やくみつるの「シネマ小言主義」 才能に惚れられる、伝説のギタリストが羨ましい! 『永遠のジャンゴ』

 「まだ、作るの?」と思わずツッコミたくなるほど繰り返し描かれるナチスによる弾圧の歴史。決して風化させまいということなのかもしれませんが…。
 とはいえ、本作は伝説のギタリストを切り口にしているところに新鮮味があります。ドイツ占領下のフランスを舞台に、ロマ出身の天才ジャズギタリスト、ジャンゴ・ラインハルトが弾圧の手に追いつめられながらも演奏し、ついに国外逃亡を企てるという実話です。

 好感が持てるのは、ジャンゴをヒーロー然として描いていないところ。まともにできるのは超絶テクの演奏だけ。あとは彼をとりまく強い女たち、母、妻、愛人に仕切られ、流されるままのダメダメ人間。まあ、男なんてそんなもんです。
 驚いたのは、登場人物の誰もが煙草を吸いまくっているところ。禁煙・分煙なんてない時代というのもありますが、生活が貧窮して食べるものがないという時でも、どこから調達してきたのか煙草だけは不自由していない。この時代の暗うつな雰囲気を、全編を包むモヤモヤした紫煙で演出しているのかも。これからご覧になる方は、ぜひ何本吸っているか数えてほしいですね。なお、禁煙中の方は我慢できなくなるはずなのでご注意を!

 物語の中の小さなエピソードですが、ジャンゴがクラーク・ゲーブルのモノマネをするシャレたシーンがあります。同じ口ひげをたくわえていることもあり、知っている人が見れば似ているのかもしれませんが、マニアックすぎてよく分かりません。まあ、自分もめったに行かないカラオケで、アイ・ジョージのマネをして歌っても、誰にも分かってもらえず、寂しい思いをしていますが…。
 ジャンゴには愛人がいます。この人だけは史実にないそうですが、自立した美しい女性で、ジャンゴとその家族をナチスの追手から逃すために奔走します。こんな聡明な美人がこの男のためになんでそこまで? と思ってしまうのですが、どうやら彼の才能に心酔している模様。

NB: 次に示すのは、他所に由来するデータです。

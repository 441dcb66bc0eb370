//! Config loading entry points
//!
//! Ties the pipeline together: line filtering, section extraction, registry
//! build, preference compilation. [`load_config`] works on in-memory text;
//! [`load_config_file`] is the file convenience wrapper. The config path is
//! resolved once at startup (see [`default_config_path`]) and passed in
//! explicitly; the library holds no global state.

use crate::error::{Error, Result};
use crate::lines::{filter_lines, section_lines};
use crate::preferences::{compile_preferences, UrlPreference};
use crate::registry::BrowserRegistry;
use std::path::{Path, PathBuf};

/// Well-known config file name, expected alongside the running binary.
pub const CONFIG_FILE_NAME: &str = "bselect.ini";

/// A fully compiled routing config: the browser registry plus the ordered
/// preference list the matcher consumes
#[derive(Debug, Clone)]
pub struct RoutingConfig {
    pub browsers: BrowserRegistry,
    pub preferences: Vec<UrlPreference>,
}

/// Compile routing config from raw text.
///
/// Loading is all-or-nothing: any error means no partial preference list.
///
/// # Example
///
/// ```rust
/// use bselect::load_config;
///
/// let content = r#"
///     [browsers]
///     firefox = firefox "{url}"
///
///     [urls]
///     example.com = firefox
/// "#;
///
/// let config = load_config(content)?;
/// assert_eq!(config.preferences.len(), 2); // entry + catch-all
/// assert_eq!(config.preferences[1].pattern, "*");
/// # Ok::<(), bselect::Error>(())
/// ```
pub fn load_config(content: &str) -> Result<RoutingConfig> {
    let lines = filter_lines(content);

    let browsers = BrowserRegistry::from_section(&section_lines(&lines, "browsers"))?;
    let preferences = compile_preferences(&section_lines(&lines, "urls"), &browsers)?;

    Ok(RoutingConfig {
        browsers,
        preferences,
    })
}

/// Compile routing config from a file.
///
/// A missing file is fatal and reported with the full expected path; there
/// is no fallback config.
pub fn load_config_file(path: &Path) -> Result<RoutingConfig> {
    if !path.exists() {
        return Err(Error::ConfigNotFound {
            path: path.to_path_buf(),
        });
    }
    let content = std::fs::read_to_string(path)?;
    load_config(&content)
}

/// Resolve the default config path: [`CONFIG_FILE_NAME`] in the directory
/// of the running binary.
///
/// Resolved once at startup and passed into [`load_config_file`] by the
/// caller, rather than read lazily from hidden global state.
pub fn default_config_path() -> Result<PathBuf> {
    let exe = std::env::current_exe()?;
    let dir = exe.parent().unwrap_or_else(|| Path::new("."));
    Ok(dir.join(CONFIG_FILE_NAME))
}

 実に羨ましいですね。自分の才能に心酔してくれる女性って。自分にもまれに心酔している旨のお便りをいただくこともあるのですが、カミさんにからかわれるほど、ことごとく年齢層が上の方ばかり。
 よく言われるのは「母がファンなんです」という一言。いつだったか、AV女優の森なな子嬢から「父がファンなんです」と。